Colposcopy feels similar to a Pap smear collection. Instead of taking a sample of cervical cells, the doctor will put the colposcope at the vaginal opening to more closely examine your cervical tissue in order to detect any abnormalities. In areas where cervical tissue may appear suspicious, the doctor will use another instrument to obtain a small tissue sample. You may feel a slight pinch or cramp and there might be some minor bleeding from the biopsy site, or temporary pelvic pain. The tissue will then be sent to the lab for analysis.
Your doctor may recommend a colposcopy if:
• your Pap smear test has shown abnormal results
• you experience bleeding after intercourse
• you have an abnormal growth visible on your cervix, vulva, or vagina
A colposcopy can be used to diagnose:
• abnormal cervical cells, or pre-cancer or cancer of the cervix, vagina, or vulva
• genital warts
• inflammation of the cervix (cervicitis)
Depending upon the biopsy results, various treatments can be performed in your physician office.
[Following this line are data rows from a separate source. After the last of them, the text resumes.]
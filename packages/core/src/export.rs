//! Canonical JSON export of an [`OpenGraphBuilder`].
//!
//! The document shape is fixed by the OpenGraph schema:
//!
//! ```json
//! {
//!   "graph": {
//!     "nodes": [ { "id": "...", "kinds": ["..."], "properties": { } } ],
//!     "edges": [ { "start": { "value": "...", "match_by": "id" },
//!                  "end":   { "value": "...", "match_by": "name", "kind": "..." },
//!                  "kind": "...", "properties": { } } ]
//!   },
//!   "metadata": { "source_kind": "..." }
//! }
//! ```
//!
//! `properties` and `kind` filters are omitted when absent. `metadata` is only
//! written when the graph has a source kind, so an empty graph exports as
//! `{"graph":{"nodes":[],"edges":[]}}`. Nodes and edges appear in insertion
//! order, so the same sequence of builder calls always produces
//! byte-identical output.

use std::fs::{self, Permissions};
use std::io::{self, Write};
use std::path::Path;

use serde::ser::Error as SerError;
use serde::{Deserialize, Serialize};
use serde_json::ser::PrettyFormatter;
use tempfile::NamedTempFile;
use thiserror::Error;
use tracing::info;

use crate::builder::OpenGraphBuilder;
use crate::types::{Edge, Node};

/// Indentation used by [`ExportOptions::default`].
pub const DEFAULT_INDENT: usize = 2;

/// Errors returned while rendering or saving a document.
#[derive(Debug, Error)]
pub enum ExportError {
    #[error("failed to serialize graph: {0}")]
    Serialization(#[from] serde_json::Error),

    #[error("I/O error: {0}")]
    Io(#[from] io::Error),
}

/// How a document is rendered to text.
#[derive(Debug, Clone, Copy, PartialEq, Eq)]
pub struct ExportOptions {
    /// Spaces per nesting level; `None` renders compact single-line JSON.
    pub indent: Option<usize>,
}

impl Default for ExportOptions {
    fn default() -> Self {
        Self {
            indent: Some(DEFAULT_INDENT),
        }
    }
}

impl ExportOptions {
    pub fn compact() -> Self {
        Self { indent: None }
    }

    pub fn indent(width: usize) -> Self {
        Self {
            indent: Some(width),
        }
    }
}

/// An owned OpenGraph document.
///
/// Produced by [`OpenGraphBuilder::to_document`], or parsed from JSON with
/// [`Document::from_json`]. Parsing validates every node, edge, and
/// reference; graph-level rules are applied by
/// [`OpenGraphBuilder::from_document`].
#[derive(Debug, Clone, Default, PartialEq, Serialize, Deserialize)]
pub struct Document {
    pub graph: GraphSection,
    #[serde(default, skip_serializing_if = "Option::is_none")]
    pub metadata: Option<Metadata>,
}

/// The `graph` member of a [`Document`].
#[derive(Debug, Clone, Default, PartialEq, Serialize, Deserialize)]
pub struct GraphSection {
    #[serde(default)]
    pub nodes: Vec<Node>,
    #[serde(default)]
    pub edges: Vec<Edge>,
}

/// The `metadata` member of a [`Document`].
#[derive(Debug, Clone, Default, PartialEq, Serialize, Deserialize)]
pub struct Metadata {
    #[serde(default, skip_serializing_if = "Option::is_none")]
    pub source_kind: Option<String>,
}

impl Document {
    /// Parse and validate a document from JSON text.
    pub fn from_json(json: &str) -> Result<Self, serde_json::Error> {
        serde_json::from_str(json)
    }

    /// Render the document with the given indentation (`None` = compact).
    pub fn to_json(&self, indent: Option<usize>) -> Result<String, ExportError> {
        render_json(self, indent)
    }
}

// Borrowed view with the same wire shape as `Document`, so exporting does not
// clone the graph.
#[derive(Serialize)]
struct DocumentRef<'a> {
    graph: GraphRef<'a>,
    #[serde(skip_serializing_if = "Option::is_none")]
    metadata: Option<MetadataRef<'a>>,
}

#[derive(Serialize)]
struct GraphRef<'a> {
    nodes: &'a [Node],
    edges: &'a [Edge],
}

#[derive(Serialize)]
struct MetadataRef<'a> {
    #[serde(skip_serializing_if = "Option::is_none")]
    source_kind: Option<&'a str>,
}

impl OpenGraphBuilder {
    /// Snapshot the graph as an owned [`Document`].
    pub fn to_document(&self) -> Document {
        Document {
            graph: GraphSection {
                nodes: self.nodes().to_vec(),
                edges: self.edges().to_vec(),
            },
            metadata: self.source_kind().map(|kind| Metadata {
                source_kind: Some(kind.to_owned()),
            }),
        }
    }

    /// Render the graph as JSON, indented by `indent` spaces per level, or
    /// compact when `indent` is `None`.
    pub fn to_json(&self, indent: Option<usize>) -> Result<String, ExportError> {
        render_json(&self.document_ref(), indent)
    }

    /// Render the graph as JSON using `options`.
    pub fn to_json_with(&self, options: &ExportOptions) -> Result<String, ExportError> {
        self.to_json(options.indent)
    }

    /// Write the graph to `path` with the default indentation.
    ///
    /// See [`save_to_file_with`](Self::save_to_file_with).
    pub fn save_to_file(&self, path: impl AsRef<Path>) -> Result<(), ExportError> {
        self.save_to_file_with(path, &ExportOptions::default())
    }

    /// Write the graph to `path`.
    ///
    /// The document is rendered in memory first, written to a temporary file
    /// in the destination directory, and then renamed over `path`. On any
    /// error `path` is left as it was and the temporary file is removed.
    ///
    /// A replaced file keeps its permissions. A new file gets mode 0644 on
    /// Unix.
    pub fn save_to_file_with(
        &self,
        path: impl AsRef<Path>,
        options: &ExportOptions,
    ) -> Result<(), ExportError> {
        let path = path.as_ref();
        let bytes = render_bytes(&self.document_ref(), options.indent)?;

        let dir = match path.parent() {
            Some(parent) if !parent.as_os_str().is_empty() => parent,
            _ => Path::new("."),
        };
        let permissions = target_permissions(path)?;
        let mut file = NamedTempFile::new_in(dir)?;
        file.write_all(&bytes)?;
        if let Some(permissions) = permissions {
            file.as_file().set_permissions(permissions)?;
        }
        file.as_file().sync_all()?;
        file.persist(path).map_err(|e| e.error)?;

        info!(
            path = %path.display(),
            nodes = self.node_count(),
            edges = self.edge_count(),
            "saved OpenGraph document"
        );
        Ok(())
    }

    fn document_ref(&self) -> DocumentRef<'_> {
        DocumentRef {
            graph: GraphRef {
                nodes: self.nodes(),
                edges: self.edges(),
            },
            metadata: self.source_kind().map(|kind| MetadataRef {
                source_kind: Some(kind),
            }),
        }
    }
}

// --- helpers -----------------------------------------------------------------

fn render_bytes<T: Serialize>(value: &T, indent: Option<usize>) -> Result<Vec<u8>, ExportError> {
    let Some(width) = indent else {
        return Ok(serde_json::to_vec(value)?);
    };
    let indent = vec![b' '; width];
    let mut buf = Vec::new();
    let formatter = PrettyFormatter::with_indent(&indent);
    let mut ser = serde_json::Serializer::with_formatter(&mut buf, formatter);
    value.serialize(&mut ser)?;
    Ok(buf)
}

fn render_json<T: Serialize>(value: &T, indent: Option<usize>) -> Result<String, ExportError> {
    let bytes = render_bytes(value, indent)?;
    String::from_utf8(bytes).map_err(|e| ExportError::Serialization(SerError::custom(e)))
}

// Permissions for the saved file: the target's own when it replaces a regular
// file, otherwise the usual 0644 instead of tempfile's owner-only 0600.
fn target_permissions(path: &Path) -> io::Result<Option<Permissions>> {
    match fs::metadata(path) {
        Ok(meta) if meta.is_file() => Ok(Some(meta.permissions())),
        Ok(_) => Ok(None),
        Err(e) if e.kind() == io::ErrorKind::NotFound => Ok(new_file_permissions()),
        Err(e) => Err(e),
    }
}

#[cfg(unix)]
fn new_file_permissions() -> Option<Permissions> {
    use std::os::unix::fs::PermissionsExt;
    Some(Permissions::from_mode(0o644))
}

#[cfg(not(unix))]
fn new_file_permissions() -> Option<Permissions> {
    None
}

// --- tests -------------------------------------------------------------------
These treatments may include observation, cryosurgery or “freezing” of the cervix, laser removal or “burning,” and LEEP procedures.
• LEEP or Loop Electrosurgical Excision
Loop electrosurgical excision procedure (LEEP) uses a wire loop heated by electric current to remove cells and tissue as part of the diagnosis and treatment for abnormal or cancerous conditions in a woman’s cervix and vagina.
• Cervical Biopsy
Cervical biopsy is a procedure done to remove tissue from the cervix to test for abnormal or pre-cancerous lesions, or cervical cancer.